SHAP values represent the average marginal contribution of each feature across all possible permutations of features. By calculating SHAP values for our model, we can identify the features that have the biggest impact on the prediction outcomes.

In [None]:
!pip install shap -q

### Calculate and Visualize SHAP Values

We will use the `shap` library to calculate the SHAP values for our best model. Since our model is a Keras Sequential model, we can use `shap.DeepExplainer` or `shap.KernelExplainer`. `DeepExplainer` is faster for deep learning models, but requires a specific type of model architecture. `KernelExplainer` is more general but can be slower. We'll use `KernelExplainer` for broader applicability.

We'll then visualize the SHAP values to understand which features have the most impact on the model's output. A summary plot is a good way to see the overall feature importance.

In [None]:
import shap
import numpy as np

# Select a background dataset for SHAP - a small sample of the training data is usually sufficient
# Using X_train is fine as it is already scaled
background = X_train.sample(100, random_state=42)

# Create a SHAP explainer object
# Use KernelExplainer for broader compatibility with Keras models
explainer = shap.KernelExplainer(best_model.predict, background)

# Calculate SHAP values for a sample of the test data
# We'll use a small sample for demonstration purposes
X_test_sample = X_test.sample(100, random_state=42)
shap_values = explainer.shap_values(X_test_sample)

# Handle potential list output from shap_values for multi-output models
if isinstance(shap_values, list):
  shap_values = shap_values[0]

# Visualize the feature importance
# The summary plot shows the impact of each feature on the model output
# Pass feature names explicitly
shap.summary_plot(shap_values, X_test_sample, feature_names=X_test_sample.columns.tolist())

### Comprehensive Discussion

In this notebook, we have built and evaluated a neural network model for a binary classification task. We started by loading and preparing the data, including scaling the features. We then defined a sequential neural network model with two dense hidden layers and an output layer with a sigmoid activation function.

We trained the model using the Adam optimizer and binary cross-entropy loss, monitoring the accuracy on a validation set during training.
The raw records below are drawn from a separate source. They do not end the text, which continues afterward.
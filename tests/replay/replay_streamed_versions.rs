use crate::common::command::{run_sqldiff_command, stdout_of, workspace_dir};
use crate::common::file::write_version;
use assert_fs::TempDir;
use predicates::prelude::predicate;
use rstest::rstest;

#[rstest]
fn replay_a_statement_growing_chunk_by_chunk(
    workspace_dir: TempDir,
) -> Result<(), Box<dyn std::error::Error>> {
    write_version(workspace_dir.path(), "1.sql", "SELECT id, na");
    write_version(workspace_dir.path(), "2.sql", "SELECT id, name\nFROM users");
    write_version(
        workspace_dir.path(),
        "3.sql",
        "SELECT id, name\nFROM users\nWHERE active = true",
    );

    let expected_output = [
        "@@ step 1: 1.sql @@",
        "+ SELECT id, na",
        "0 unchanged, 1 added, 0 removed, 0 modified",
        "@@ step 2: 2.sql @@",
        "~ SELECT id, name",
        "+ FROM users",
        "0 unchanged, 1 added, 0 removed, 1 modified",
        "@@ step 3: 3.sql @@",
        "  SELECT id, name",
        "  FROM users",
        "+ WHERE active = true",
        "2 unchanged, 1 added, 0 removed, 0 modified",
        "",
    ]
    .join("\n");

    let actual_output = stdout_of(&mut run_sqldiff_command(
        workspace_dir.path(),
        &["replay", "1.sql", "2.sql", "3.sql"],
    ))?;

    pretty_assertions::assert_eq!(actual_output, expected_output);

    Ok(())
}

#[rstest]
fn replay_keeps_ids_of_untouched_lines(
    workspace_dir: TempDir,
) -> Result<(), Box<dyn std::error::Error>> {
    write_version(workspace_dir.path(), "1.sql", "SELECT *\nFROM orders");
    write_version(workspace_dir.path(), "2.sql", "SELECT *\nFROM orders\nLIMIT 5");

    let actual_output = stdout_of(&mut run_sqldiff_command(
        workspace_dir.path(),
        &["replay", "1.sql", "2.sql", "--ids"],
    ))?;

    let id_of = |row: &str| -> String {
        row.split(['[', ']']).nth(1).unwrap_or_default().to_string()
    };
    let rows = actual_output.lines().collect::<Vec<_>>();
    // step 1 rows sit at 1..=2, step 2 rows at 5..=7
    pretty_assertions::assert_eq!(id_of(rows[1]), id_of(rows[5]));
    pretty_assertions::assert_eq!(id_of(rows[2]), id_of(rows[6]));
    assert!(rows[7].starts_with("+ [") && rows[7].ends_with("] LIMIT 5"));

    Ok(())
}

#[rstest]
fn replay_removes_lines_dropped_by_a_later_version(
    workspace_dir: TempDir,
) -> Result<(), Box<dyn std::error::Error>> {
    write_version(workspace_dir.path(), "1.sql", "SELECT *\nFROM orders\nLIMIT 5");
    write_version(workspace_dir.path(), "2.sql", "SELECT *\nFROM orders");

    run_sqldiff_command(
        workspace_dir.path(),
        &["replay", "1.sql", "2.sql", "--only", "removed"],
    )
    .assert()
    .success()
    .stdout(predicate::str::contains("- LIMIT 5\n2 unchanged, 0 added, 1 removed, 0 modified"));

    Ok(())
}

#[rstest]
fn replay_requires_versions(workspace_dir: TempDir) {
    run_sqldiff_command(workspace_dir.path(), &["replay"])
        .assert()
        .failure();
}
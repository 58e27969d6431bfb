use crate::common::command::{run_sqldiff_command, stdout_of, versions_dir};
use crate::common::file::read_file;
use assert_fs::TempDir;
use rstest::rstest;
use serde_json::Value;

fn ids_of(lines: &Value) -> Vec<String> {
    lines
        .as_array()
        .expect("expected a JSON array")
        .iter()
        .map(|line| line["id"].as_str().expect("expected a string id").to_string())
        .collect()
}

#[rstest]
fn saved_baseline_carries_ids_into_the_next_diff(
    versions_dir: TempDir,
) -> Result<(), Box<dyn std::error::Error>> {
    run_sqldiff_command(
        versions_dir.path(),
        &["diff", "v1.sql", "--save-baseline", "baseline.json"],
    )
    .assert()
    .success();

    let first_baseline: Value = serde_json::from_str(&read_file(
        &versions_dir.path().join("baseline.json"),
    ))?;
    let first_ids = ids_of(&first_baseline);
    assert_eq!(first_ids.len(), 3);

    let output = stdout_of(&mut run_sqldiff_command(
        versions_dir.path(),
        &[
            "diff",
            "v2.sql",
            "--baseline",
            "baseline.json",
            "--format",
            "json",
            "--save-baseline",
            "baseline.json",
        ],
    ))?;
    let line_diff: Value = serde_json::from_str(&output)?;

    let statuses = line_diff["display_lines"]
        .as_array()
        .expect("expected display lines")
        .iter()
        .map(|row| row["status"].as_str().unwrap_or_default().to_string())
        .collect::<Vec<_>>();
    pretty_assertions::assert_eq!(statuses, vec!["unchanged", "unchanged", "modified", "added"]);

    // unchanged and modified rows keep the ids of the first run
    let second_ids = ids_of(&line_diff["next_previous"]);
    pretty_assertions::assert_eq!(&second_ids[..3], &first_ids[..]);
    assert!(!first_ids.contains(&second_ids[3]));

    let second_baseline: Value = serde_json::from_str(&read_file(
        &versions_dir.path().join("baseline.json"),
    ))?;
    pretty_assertions::assert_eq!(second_baseline, line_diff["next_previous"]);

    Ok(())
}
//! Core utilities and shared types
//!
//! This module contains shared utilities used by the command line surface:
//! the pager adapter and the logging setup.

pub mod logging;

use derive_new::new;
use is_terminal::IsTerminal;
use minus::Pager;
use std::io::{self, Write};

/// Wrapper that implements `Write` for the minus pager
///
/// The minus pager doesn't implement `std::io::Write` directly, so this wrapper
/// adapts it to be usable wherever the console expects a writer. Commands that
/// replay long streams write into it, and the pager is shown once they finish.
///
/// ## Usage
///
/// ```ignore
/// let pager = Pager::new();
/// let mut writer = PagerWriter::new(pager.clone());
/// writeln!(writer, "+ SELECT id")?;
/// minus::page_all(pager)?;
/// ```
#[derive(new)]
pub struct PagerWriter {
    pager: Pager,
}

impl Write for PagerWriter {
    fn write(&mut self, buf: &[u8]) -> io::Result<usize> {
        let s =
            std::str::from_utf8(buf).map_err(|e| io::Error::new(io::ErrorKind::InvalidData, e))?;
        self.pager.push_str(s).map_err(io::Error::other)?;
        Ok(buf.len())
    }

    fn flush(&mut self) -> io::Result<()> {
        Ok(())
    }
}

/// Output is paged only on an interactive stdout, unless `NO_PAGER` is set.
pub fn should_page() -> bool {
    std::env::var_os("NO_PAGER").is_none() && io::stdout().is_terminal()
}
use derive_new::new;
use std::path::{Path, PathBuf};

#[derive(Debug, Clone, Eq, PartialEq, new)]
pub struct FileSpec {
    pub path: PathBuf,
    pub content: String,
}

pub fn write_file(file_spec: FileSpec) {
    // make sure the parent directory exists
    if let Some(parent) = file_spec.path.parent() {
        std::fs::create_dir_all(parent)
            .unwrap_or_else(|e| panic!("Failed to create directory {:?}: {}", parent, e));
    }

    std::fs::write(&file_spec.path, &file_spec.content)
        .unwrap_or_else(|e| panic!("Failed to write file {:?}: {}", file_spec.path, e));
}

pub fn write_version(dir: &Path, name: &str, content: &str) -> FileSpec {
    let file_spec = FileSpec::new(dir.join(name), content.to_string());
    write_file(file_spec.clone());
    file_spec
}

/// Writes a statement selecting randomly named columns, one per line.
pub fn write_generated_statement(dir: &Path, name: &str, columns_count: usize) -> FileSpec {
    use fake::{Fake, faker::lorem::en::Word};

    let columns = (0..columns_count)
        .map(|n| format!("  {}_{n},", Word().fake::<String>()))
        .collect::<Vec<_>>();
    let content = format!("SELECT\n{}\nFROM generated", columns.join("\n"));

    write_version(dir, name, &content)
}

pub fn read_file(path: &Path) -> String {
    std::fs::read_to_string(path)
        .unwrap_or_else(|e| panic!("Failed to read file {:?}: {}", path, e))
}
After training, we evaluated the model on a separate test set and calculated key classification metrics: accuracy, precision, recall, and F1-score.

To improve the model's performance, we performed hyperparameter tuning using Keras Tuner's Random Search. We tuned the number of neurons in the hidden layers and the learning rate of the optimizer. The tuner identified the best combination of these hyperparameters based on the validation accuracy.

Furthermore, we explored feature importance using SHAP values to understand which features had the most significant impact on the model's predictions. This provided valuable insights into the data and the model's decision-making process.

Finally, we visualized the model's performance on the test set using a confusion matrix, which clearly shows the number of true positives, true negatives, false positives, and false negatives.

In [None]:
from sklearn.metrics import confusion_matrix
import matplotlib.pyplot as plt
import seaborn as sns

# Get predictions for the test set
y_pred = (best_model.predict(X_test) > 0.5).astype("int32")

# Calculate the confusion matrix
cm = confusion_matrix(y_test, y_pred)

# Visualize the confusion matrix
plt.figure(figsize=(8, 6))
sns.heatmap(cm, annot=True, fmt='d', cmap='Blues', cbar=False)
plt.xlabel('Predicted Label')
plt.ylabel('True Label')
plt.title('Confusion Matrix')
plt.show()